Feature
It’s time to remove the inequality
Labour’s strategy for HIV must value those who are affected and tackle the prejudice they face, says John Nicholson
In May 1993 health secretary Virginia Bottomley announced a significant shift in government policy on HIV. The issue had ‘come of age’, she said, and was to take its place on the ‘level playing field’ within the new NHS internal market.
In reality, the announcement amounted to a down-grading of HIV. Underlying the policy shift was the notion that HIV no longer affected the heterosexual population, but ‘only’ gay men and injecting drug users (or, as an alternative, black people). The rest of ‘us’ were alright, and did not need to worry about ‘them’.
The stated intention to make HIV care part of the ‘mainstream’ reinforced this notion. The Health of the Nationpromoted an HIV prevention lifestyle which ignored people already living with HIV. ‘HIV and sexual health’ became ‘sexual health’ or even ‘family planning’. Advice to the sexually active – ‘don’t sleep with more than one partner’ — and to drug-users – ‘don’t inject drugs’ — echoed advice to the homeless – ‘find a house’ – or to the unemployed – ‘get a job’.
Local authorities’ Community Care Plans omitted care for people with HIV. ‘Need’ was defined by the (un)availability of specific HIV funding — as the grant declined, so did people’s need.
Press hysteria over each HIV-positive health care worker never lessened. Media regulatory bodies showed themselves toothless and patients’ organisations and medical professionals rushed to legitimise the populist line.
But people with HIV I still matter. HIV services may have been a soft target for a government making widespread attacks on public health and social care but this is not acceptable. A new government should do something better.
George House Trust surveyed all parliamentary candidates before the general election. The results were encouraging — a third of Labour, Liberal Democrat and Nationalist MPs support improved HIV funding, removing discrimination and increasing aid to developing countries. We are working with MPs on a ‘legislative agenda for change’, to tackle both HIV and the inadequacies of care brought about by the last government.
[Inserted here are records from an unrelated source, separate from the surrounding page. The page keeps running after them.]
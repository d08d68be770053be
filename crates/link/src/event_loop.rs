// SPDX-License-Identifier: BUSL-1.1
// Copyright (c) 2026 Alfred Jean LLC

//! A supervisor-private serial executor.
//!
//! Every state transition of a supervisor is posted here as a unit, so all
//! mutation is single-threaded by construction and re-entrant callbacks
//! become ordinary queued messages. Units run strictly FIFO, one at a
//! time; cancellation before start settles the unit's promise Canceled
//! without running it, cancellation after start is cooperative through the
//! token handed to the unit.

use std::future::Future;
use std::sync::atomic::{AtomicBool, Ordering};
use std::sync::Arc;

use futures_util::future::BoxFuture;
use parking_lot::Mutex;
use tokio::sync::mpsc;
use tokio::task::JoinHandle;
use tokio_util::sync::CancellationToken;

use crate::error::LinkError;
use crate::work_item::{promise, Completion, PromiseFuture};

/// How a loop winds down.
#[derive(Debug, Clone, Copy, PartialEq, Eq)]
pub enum DisposeMode {
    /// Run every queued unit to completion, then stop.
    Drain,
    /// Finish the in-flight unit; fail queued units with Disposed.
    Wait,
    /// Fail queued units and fire the loop token into the in-flight unit.
    Cancel,
}

struct Job {
    cancel: CancellationToken,
    run: Box<dyn FnOnce(CancellationToken) -> BoxFuture<'static, ()> + Send>,
    abort: Box<dyn FnOnce(LinkError) + Send>,
}

pub struct EventLoop {
    id: String,
    tx: Mutex<Option<mpsc::UnboundedSender<Job>>>,
    shutdown: CancellationToken,
    abandon: Arc<AtomicBool>,
    worker: Mutex<Option<JoinHandle<()>>>,
}

impl EventLoop {
    pub fn new(id: impl Into<String>) -> Self {
        let (tx, rx) = mpsc::unbounded_channel();
        let shutdown = CancellationToken::new();
        let abandon = Arc::new(AtomicBool::new(false));
        let worker = tokio::spawn(run_worker(rx, shutdown.clone(), Arc::clone(&abandon)));
        Self {
            id: id.into(),
            tx: Mutex::new(Some(tx)),
            shutdown,
            abandon,
            worker: Mutex::new(Some(worker)),
        }
    }

    /// Enqueue a unit and return the promise of its result.
    ///
    /// The unit receives an effective token that fires when either the
    /// caller's `cancel` or the loop's own Cancel-disposal fires.
    pub fn schedule<T, F, Fut>(&self, cancel: &CancellationToken, unit: F) -> PromiseFuture<T>
    where
        T: Send + 'static,
        F: FnOnce(CancellationToken) -> Fut + Send + 'static,
        Fut: Future<Output = Result<T, LinkError>> + Send + 'static,
    {
        let (completion, future) = promise();
        let completion = Arc::new(completion);
        let guard = self.tx.lock();
        let Some(tx) = guard.as_ref() else {
            completion.fail(LinkError::Disposed);
            return future;
        };

        let user = cancel.clone();
        let run = {
            let completion = Arc::clone(&completion);
            let user = user.clone();
            Box::new(move |loop_token: CancellationToken| -> BoxFuture<'static, ()> {
                Box::pin(async move {
                    let effective = loop_token.child_token();
                    // Bridge the caller's token into the unit's token.
                    tokio::spawn({
                        let user = user.clone();
                        let effective = effective.clone();
                        async move {
                            tokio::select! {
                                _ = user.cancelled() => effective.cancel(),
                                _ = effective.cancelled() => {}
                            }
                        }
                    });
                    let outcome = unit(effective.clone()).await;
                    effective.cancel();
                    settle(&completion, outcome);
                })
            })
        };
        let abort = {
            let completion = Arc::clone(&completion);
            Box::new(move |error: LinkError| {
                completion.fail(error);
            })
        };

        if tx.send(Job { cancel: user, run, abort }).is_err() {
            completion.fail(LinkError::Disposed);
        }
        future
    }

    /// Stop the loop and wait for its worker to exit.
    pub async fn dispose(&self, mode: DisposeMode) {
        match mode {
            DisposeMode::Drain => {}
            DisposeMode::Wait => self.abandon.store(true, Ordering::Release),
            DisposeMode::Cancel => {
                self.abandon.store(true, Ordering::Release);
                self.shutdown.cancel();
            }
        }
        self.tx.lock().take();
        let worker = self.worker.lock().take();
        if let Some(worker) = worker {
            if worker.await.is_err() {
                tracing::warn!(loop_id = %self.id, "event loop worker aborted");
            }
        }
    }

    pub fn is_disposed(&self) -> bool {
        self.tx.lock().is_none()
    }
}

fn settle<T>(completion: &Completion<T>, outcome: Result<T, LinkError>) {
    match outcome {
        Ok(value) => {
            completion.succeed(value);
        }
        Err(error) => {
            completion.fail(error);
        }
    }
}

async fn run_worker(
    mut rx: mpsc::UnboundedReceiver<Job>,
    shutdown: CancellationToken,
    abandon: Arc<AtomicBool>,
) {
    while let Some(job) = rx.recv().await {
        if abandon.load(Ordering::Acquire) {
            (job.abort)(LinkError::Disposed);
            continue;
        }
        if job.cancel.is_cancelled() {
            (job.abort)(LinkError::Canceled);
            continue;
        }
        (job.run)(shutdown.clone()).await;
    }
}

#[cfg(test)]
#[path = "event_loop_tests.rs"]
mod tests;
What does this mean? First, there must be real choices for people with HIV; discriminatory barriers which have prevented such choices must be removed. Second, the NHS market has not served people with HIV, nor others on the margins of society. The market must go. Third, change cannot be achieved in one country alone: HIV requires global solutions, including challenging the interests of multi-national drug companies. It is unacceptable for the poorest countries to provide human guinea pigs for research which benefits only the richest.
This will take time. More immediately, the government can ensure longer-term mainstream funding for services throughout this country. Short-term funding was always a strange answer to long-term need. New drugs have helped to improve quality of life, but people with HIV still need a range of support. Funding drugs must not mean cutting social and community services.
People with HIV must be integral to planning structures, and must have informed choice about services, which should be confidential, accessible, and flexible. Within these, the important function of HIV voluntary services needs practical support, such as three-year contracts, and our lobbying and advocacy roles need recognition. Voluntary work should be chosen voluntarily, not as part of government welfare-to-workfare. Quality voluntary services are not cheap labour to let the statutory sector off the hook.
And we need an end to discrimination. Discrimination is what makes HIV work a special case; tackling it remains paramount.
This means renewing anti-discrimination within Health of the Nation and outlawing discrimination on the grounds of HIV in employment and insurance, including the NHS. Detention of HIV patients against their will must be banned (in Public Health Acts) and specific discrimination removed from immigration law. The crucial signal for health education and for the self-esteem of young people, and gay people generally, would be equalising the age of consent to 16. The last government reduced, but did not remove, the inequality. This one must find time to right the wrong. Similarly, the iniquitous Section 28 of the Local Government Act (forbidding ‘promotion’ of homosexuality) must be abolished.
The new government wants a national strategy for HIV. Plain-spoken prevention messages, equal access to care, the search for a cure — the strategy must encompass all national and local government departments and bridge the health and social care divide. Services need to be local, not reliant on the consultant or GP people happen to go to. There are greater needs in London — most people with HIV live in London — but London does not speak for the rest of England, let alone Scotland or Wales, and services are needed outside the capital, and throughout the world. The national strategy must think globally as well as acting locally, and above all must show it values people affected by HIV.